» **Records provided**
*** Begin section ***
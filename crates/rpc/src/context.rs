//! Application context - wires the ledger to the event bus

use std::sync::Arc;

use async_trait::async_trait;
use cinder_bus::{BusError, BusEvent, EventBus, EventSubscriber};
use cinder_core::AccountId;
use cinder_ledger::{Ledger, TokenEvent};
use tokio::task::JoinHandle;

/// Bus buffer size; the CLI drives one operation at a time
const BUS_CAPACITY: usize = 64;

/// Application context - one ledger instance wired to one event bus
pub struct AppContext {
    pub ledger: Ledger,
    pub bus: EventBus,
    deployer: AccountId,
}

impl AppContext {
    /// Create a fresh ledger with the bus attached as its sink
    pub fn new(name: &str, symbol: &str, deployer: &str) -> Self {
        let bus = EventBus::new(BUS_CAPACITY);
        let deployer = AccountId::new(deployer);
        let mut ledger = Ledger::new(name, symbol, deployer.clone());
        ledger.attach_sink(Arc::new(bus.clone()));

        Self {
            ledger,
            bus,
            deployer,
        }
    }

    /// The account credited with the genesis supply
    pub fn deployer(&self) -> &AccountId {
        &self.deployer
    }

    /// Attach the console event printer and return its task handle.
    ///
    /// Await the handle after dropping the context for a clean flush:
    /// the channel closes once the ledger and bus are gone.
    pub fn attach_printer(&self) -> JoinHandle<()> {
        let printer = EventPrinter {
            symbol: self.ledger.symbol().to_string(),
        };
        self.bus.attach(Arc::new(printer))
    }
}

/// Subscriber that prints every bus event to the console
struct EventPrinter {
    symbol: String,
}

#[async_trait]
impl EventSubscriber for EventPrinter {
    fn name(&self) -> &str {
        "console"
    }

    async fn handle(&self, event: &BusEvent) -> Result<(), BusError> {
        match &event.event {
            TokenEvent::Transfer { from, to, amount } => {
                println!("📣 Transfer {from} -> {to}: {amount} {} (net)", self.symbol);
            }
            TokenEvent::Approval {
                owner,
                spender,
                amount,
            } => {
                println!("📣 Approval {owner} -> {spender}: {amount} {}", self.symbol);
            }
        }
        Ok(())
    }
}
//! Ledger errors
//!
//! Every precondition violation aborts the whole operation before any
//! state change. The two balance messages are caller-visible contract
//! strings and must not be reworded.

use thiserror::Error;

/// Errors that can occur in ledger operations
#[derive(Error, Debug, Clone, PartialEq, Eq)]
pub enum LedgerError {
    /// A debit asked for more than the account currently holds.
    #[error("You can't take more than what is available")]
    InsufficientBalance,

    /// An approval asked for more than the owner's balance at approval time.
    #[error("Balance is not enough")]
    InsufficientApprovalBalance,

    /// A delegated transfer asked for more than the granted allowance.
    #[error("You can't spend more than the allowance")]
    InsufficientAllowance,

    /// Balance, supply, or fee arithmetic left the numeric range.
    #[error("Amount is outside the ledger's numeric range")]
    Overflow,
}
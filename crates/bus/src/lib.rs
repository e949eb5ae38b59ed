//! Cinder Event Bus - In-process async event distribution
//!
//! Distributes ledger notifications to subscribers (console printers,
//! projections, etc.)
//!
//! # Design
//! - Async pub/sub with tokio broadcast channel
//! - `EventSubscriber` trait for custom handlers
//! - The bus keeps no history; late subscribers only see later events
//! - Implements the ledger's `EventSink`, so attaching the bus to a
//!   ledger is one call

pub mod channel;
pub mod error;
pub mod event;
pub mod subscriber;

pub use channel::EventBus;
pub use error::BusError;
pub use event::BusEvent;
pub use subscriber::EventSubscriber;
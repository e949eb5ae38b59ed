//! Bus envelope for ledger notifications

use chrono::{DateTime, Utc};
use cinder_ledger::TokenEvent;
use serde::{Deserialize, Serialize};

/// A ledger notification as distributed on the bus
#[derive(Debug, Clone, Serialize, Deserialize)]
pub struct BusEvent {
    /// The ledger's notification record
    pub event: TokenEvent,
    /// When the bus accepted the event
    pub published_at: DateTime<Utc>,
}

impl BusEvent {
    /// Wrap a ledger event with the current timestamp
    pub fn now(event: TokenEvent) -> Self {
        Self {
            event,
            published_at: Utc::now(),
        }
    }
}
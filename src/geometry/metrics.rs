//! Leaf-cell counts and area measures for cell unions.

use std::f64::consts::PI;

use s2::cell::Cell;
use s2::cellid::MAX_LEVEL;
use s2::metric::{AVG_AREAMETRIC, MIN_WIDTHMETRIC};

use crate::core::cell_union::CellUnion;

/// Minimum edge separation of a cell at a given level, for the quadratic
/// cube-face projection.
pub(crate) const MIN_WIDTH: s2::metric::Metric = MIN_WIDTHMETRIC;

/// Average area of a cell at a given level; every level partitions the
/// sphere, so the derivative is a sixth of the full `4π` per face.
pub(crate) const AVG_AREA: s2::metric::Metric = AVG_AREAMETRIC;

impl CellUnion {
    /// The number of leaf cells covered by the union, at most `6 · 4^30` for
    /// the whole sphere.
    #[must_use]
    pub fn leaf_cells_covered(&self) -> u64 {
        self.ids
            .iter()
            .map(|id| 1u64 << ((MAX_LEVEL - id.level()) << 1))
            .sum()
    }

    /// Approximates the area by the number of leaves covered times the
    /// average leaf area.
    ///
    /// Average areas ignore cell distortion, so this can be off by up to a
    /// factor of 1.7; it is however proportional to
    /// [`CellUnion::leaf_cells_covered`] and therefore exact for *relative*
    /// comparisons between unions.
    #[must_use]
    #[expect(
        clippy::cast_precision_loss,
        reason = "leaf counts are at most 6*4^30; the result is an approximation anyway"
    )]
    pub fn average_based_area(&self) -> f64 {
        AVG_AREA.value(MAX_LEVEL as _) * self.leaf_cells_covered() as f64
    }

    /// Approximates the area by summing each cell's approximate area, which
    /// accounts for cell distortion.
    #[must_use]
    pub fn approx_area(&self) -> f64 {
        self.ids.iter().map(|id| Cell::from(id).approx_area()).sum()
    }

    /// Computes the area by summing each cell's exact area.
    #[must_use]
    pub fn exact_area(&self) -> f64 {
        self.ids.iter().map(|id| Cell::from(id).exact_area()).sum()
    }
}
*** End section ***
» **Exercise objective**
Here the output must be the lines above from the line with "const BUS_CAPACITY: usize = 64;" to the line with "let bus = EventBus::new(BUS_CAPACITY);", both included, duplicated word for word and nothing else.

» **Answer to this problem**
const BUS_CAPACITY: usize = 64;

/// Application context - one ledger instance wired to one event bus
pub struct AppContext {
    pub ledger: Ledger,
    pub bus: EventBus,
    deployer: AccountId,
}

impl AppContext {
    /// Create a fresh ledger with the bus attached as its sink
    pub fn new(name: &str, symbol: &str, deployer: &str) -> Self {
        let bus = EventBus::new(BUS_CAPACITY);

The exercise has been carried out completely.